BOGGS, Circuit Judge,
concurring.
I write separately because I do not believe that every scheme that taxes religious institutions along with other institutions in our society will necessarily pass muster under the free exercise clause. The court rests its opinion predominantly on the social security case of United States v. Lee, 455 U.S. 252, 102 S.Ct. 1051, 71 L.Ed.2d 127 (1982). Because of the highly diverse and mobile nature of our society, with an individual frequently working for many employers during a working lifetime, and because of the need to maintain actuarial soundness over periods of half a century or more, the social security system represents one of the most compelling justifications for a legislative decision to adopt a uniform system with no exemptions. Id. at 258-59, 102 S.Ct. at 1055-56.
Workers’ compensation, on the other hand, is essentially a financing system for contractual arrangements between worker and employer. It would not generally in*1213terrupt a coherent scheme for the society to do any of the following:
(1) Allow religiously objecting employers to self-insure, thus insuring that they would not be “looted” through excessive premiums for the benefit of secular employers;
(2) Require, either through direct employee purchase, or employer purchase, insurance providing the same benefits as workers’ compensation;1
(3) Allow employees who wish to work for religiously based enterprises, such as the Church here, to opt out of workers’ compensation and take their chances with the tort system, if they so choose.

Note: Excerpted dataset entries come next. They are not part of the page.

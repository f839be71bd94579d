use tracing::Subscriber;
use tracing::subscriber::set_global_default;
use tracing_bunyan_formatter::{BunyanFormattingLayer, JsonStorageLayer};
use tracing_log::LogTracer;
use tracing_subscriber::fmt::MakeWriter;
use tracing_subscriber::{EnvFilter, Registry, layer::SubscriberExt};

pub fn get_subscriber<Sink>(
    name: String,
    env_filter: String,
    sink: Sink,
) -> impl Subscriber + Send + Sync
where
    Sink: for<'a> MakeWriter<'a> + Send + Sync + 'static,
{
    let env_filter =
        EnvFilter::try_from_default_env().unwrap_or_else(|_| EnvFilter::new(env_filter));
    let formatting_layer = BunyanFormattingLayer::new(name, sink);

    Registry::default()
        .with(env_filter)
        .with(JsonStorageLayer)
        .with(formatting_layer)
}

pub fn init_subscriber(subscriber: impl Subscriber + Send + Sync) {
    LogTracer::init().expect("Failed to set logger");
    set_global_default(subscriber).expect("Failed to set subscriber");
}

Of course, as the court has indicated, the state of Ohio does provide the first option, and the church has made no attempt to exercise it. Under these circumstances, the concern expressed by the state, that employers such as the church are money-losers for the state, takes on greater persuasiveness.
The state’s figures are, however, not ironclad for the proposition that the plaintiff and similar churches would not be subsidizing the rest of the state. The state’s statistics are for an employer class only 62% of which are churches. Of those churches, less than 5% are churches with religious scruples similar to those of plaintiff. It is thus possible that additional fact-finding might develop that there is a good probability that the state wants to force the churches into the system because they are money-makers for the system. However, the plaintiff has submitted no affidavits to that effect.

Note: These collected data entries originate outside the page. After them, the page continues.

use std::collections::BTreeMap;

use chrono::{DateTime, Utc};

/// Singleton aggregate backing the admin dashboard. Day buckets are keyed by
/// ISO `YYYY-MM-DD` strings, so the BTreeMap iteration order is already
/// ascending by calendar date.
#[derive(Debug, Clone, serde::Serialize, serde::Deserialize)]
#[serde(rename_all = "camelCase")]
pub struct Stats {
    pub total_clicks: u64,
    pub total_emails: u64,
    pub emails_by_day: BTreeMap<String, u64>,
    pub last_updated: DateTime<Utc>,
}

#[derive(Debug, Clone, PartialEq, Eq, serde::Serialize)]
pub struct ChartPoint {
    pub date: String,
    pub count: u64,
}

impl Default for Stats {
    fn default() -> Self {
        Self {
            total_clicks: 0,
            total_emails: 0,
            emails_by_day: BTreeMap::new(),
            last_updated: Utc::now(),
        }
    }
}

impl Stats {
    /// Every subscribe attempt counts, duplicates included.
    pub fn record_click(&mut self) {
        self.total_clicks += 1;
        self.last_updated = Utc::now();
    }

    /// First-time registration only: bumps the total and today's bucket.
    pub fn record_registration(&mut self) {
        let day = Utc::now().format("%Y-%m-%d").to_string();
        self.total_emails += 1;
        *self.emails_by_day.entry(day).or_insert(0) += 1;
        self.last_updated = Utc::now();
    }

    pub fn record_removal(&mut self) {
        self.total_emails = self.total_emails.saturating_sub(1);
        self.last_updated = Utc::now();
    }

    pub fn chart_data(&self) -> Vec<ChartPoint> {
        self.emails_by_day
            .iter()
            .map(|(date, count)| ChartPoint {
                date: date.clone(),
                count: *count,
            })
            .collect()
    }
}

Finally, the Supreme Court’s quite recent decision in Employment Division, Department of Human Resources of Oregon v. Smith, — U.S. -, 110 S.Ct. 1595, 1600, 108 L.Ed.2d 876 (1990), indicates that the right of free exercise is limited by the necessity “to comply with a valid and neutral law of general applicability.” Despite the Supreme Court’s previous jurisprudence in cases such as Sherbert v. Verner, 374 U.S. 398, 83 S.Ct. 1790, 10 L.Ed.2d 965 (1963), the Court now seems to be moving strongly away from those cases. In Smith, Justice Scalia stated for the Court that the Sherbert test of “compelling governmental interest” had never really been applied outside the unemployment compensation context, and never successfully applied. Id. 110 S.Ct. at 1602.

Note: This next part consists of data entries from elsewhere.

use std::path::PathBuf;
use std::time::Duration;

use secrecy::SecretString;
use serde_aux::field_attributes::deserialize_number_from_string;

#[derive(serde::Deserialize, Debug, Clone)]
pub struct Settings {
    pub app: ApplicationSettings,
    pub storage: StorageSettings,
    pub email: EmailSettings,
    pub admin: AdminSettings,
    pub broadcast: BroadcastSettings,
}

#[derive(serde::Deserialize, Debug, Clone)]
pub struct ApplicationSettings {
    #[serde(deserialize_with = "deserialize_number_from_string")]
    pub port: u16,
    pub host: String,
    pub base_url: String,
    pub environment: Environment,
}

#[derive(serde::Deserialize, Debug, Clone, Copy, PartialEq, Eq)]
#[serde(rename_all = "lowercase")]
pub enum StorageBackend {
    File,
    Mongodb,
}

impl StorageBackend {
    pub fn as_str(&self) -> &'static str {
        match self {
            StorageBackend::File => "file",
            StorageBackend::Mongodb => "mongodb",
        }
    }
}

#[derive(serde::Deserialize, Debug, Clone)]
pub struct StorageSettings {
    pub backend: StorageBackend,
    pub data_dir: PathBuf,
    pub uploads_dir: PathBuf,
    pub mongodb_uri: Option<SecretString>,
    pub mongodb_database: Option<String>,
}

#[derive(serde::Deserialize, Debug, Clone)]
pub struct EmailSettings {
    pub sender_email: String,
    pub sender_name: String,
    pub smtp: Option<SmtpSettings>,
    pub api: Option<ApiSettings>,
}

#[derive(serde::Deserialize, Debug, Clone)]
pub struct SmtpSettings {
    pub host: String,
    #[serde(deserialize_with = "deserialize_number_from_string")]
    pub port: u16,
    pub username: String,
    pub password: SecretString,
}

#[derive(serde::Deserialize, Debug, Clone)]
pub struct ApiSettings {
    pub base_url: String,
    pub auth_token: SecretString,
    #[serde(deserialize_with = "deserialize_number_from_string")]
    pub timeout_ms: u64,
}

impl ApiSettings {
    pub fn timeout(&self) -> Duration {
        Duration::from_millis(self.timeout_ms)
    }
}

#[derive(serde::Deserialize, Debug, Clone)]
pub struct AdminSettings {
    pub email: String,
    pub password: SecretString,
}

#[derive(serde::Deserialize, Debug, Clone)]
pub struct BroadcastSettings {
    #[serde(deserialize_with = "deserialize_number_from_string")]
    pub send_delay_ms: u64,
}

impl BroadcastSettings {
    pub fn send_delay(&self) -> Duration {
        Duration::from_millis(self.send_delay_ms)
    }
}

#[derive(serde::Deserialize, Debug, Clone, Copy, PartialEq, Eq)]
#[serde(try_from = "String")]
pub enum Environment {
    Local,
    Production,
}

impl Environment {
    pub fn as_str(&self) -> &'static str {
        match self {
            Environment::Local => "local",
            Environment::Production => "production",
        }
    }
}

impl TryFrom<String> for Environment {
    type Error = String;

    fn try_from(value: String) -> Result<Self, Self::Error> {
        match value.to_lowercase().as_str() {
            "local" => Ok(Environment::Local),
            "production" => Ok(Environment::Production),
            other => Err(format!(
                "{other} is not supported environment. Try to use `local` or `production`",
            )),
        }
    }
}

pub fn get_configuration() -> Result<Settings, config::ConfigError> {
    let base_path = std::env::current_dir().expect("Failed to determine current directory");
    let conf_dir = base_path.join("configuration");
    let env: Environment = std::env::var("APP_ENV")
        .unwrap_or_else(|_| "local".into())
        .try_into()
        .expect("Failed to parse APP_ENV");

    let settings = config::Config::builder()
        .add_source(
            config::File::with_name(
                conf_dir
                    .join("base")
                    .to_str()
                    .expect("Failed to read base configuration"),
            )
            .required(true),
        )
        .add_source(
            config::File::with_name(
                conf_dir
                    .join(env.as_str())
                    .to_str()
                    .expect("Failed to read environment configuration"),
            )
            .required(true),
        )
        .add_source(
            config::Environment::with_prefix("APP")
                .separator("__")
                .prefix_separator("_"),
        )
        .build()?;

    settings.try_deserialize::<Settings>()
}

In the unemployment compensation cases, the states made arguments similar to those here, that the state unemployment compensation funds might be depleted by the withdrawal of tax revenues, but those claims were brushed aside by the Supreme Court. See, e.g., Sherbert, 374 U.S. at 407, 83 S.Ct. at 1795; Thomas v. Review Board, 450 U.S. 707, 718-19, 723 n. 1, 101 S.Ct. 1425, 1432-32, 1434 n. 1, 67 L.Ed.2d 624 (1981). Certainly, it would be difficult for an objective observer of the problems that could be caused by the exemption sought by plaintiff here (whether those problems be to the state fund or to workers who choose to enter religious employment) to believe that the government interest could meet the standard ringingly set forth in Sherbert:
[o]nly the gravest abuses, endangering paramount interests, give occasion for permissible limitation.
Sherbert, 374 U.S. at 406, 83 S.Ct. at 1794 (quoting Thomas v. Collins, 323 U.S. 516, 530, 65 S.Ct. 315, 322, 89 L.Ed. 430 (1945)).
Since the Supreme Court now appears to have confined the applicability of those words to the rather limited field of unemployment compensation, I must reluctantly concur in the court’s opinion.

. It would not matter in ultimate compensation or effect whether the employer or employee had to make the purchase. The costs would represent a cost of employment either way. See e.g., R. Miller, Economics Today at 124 (1973).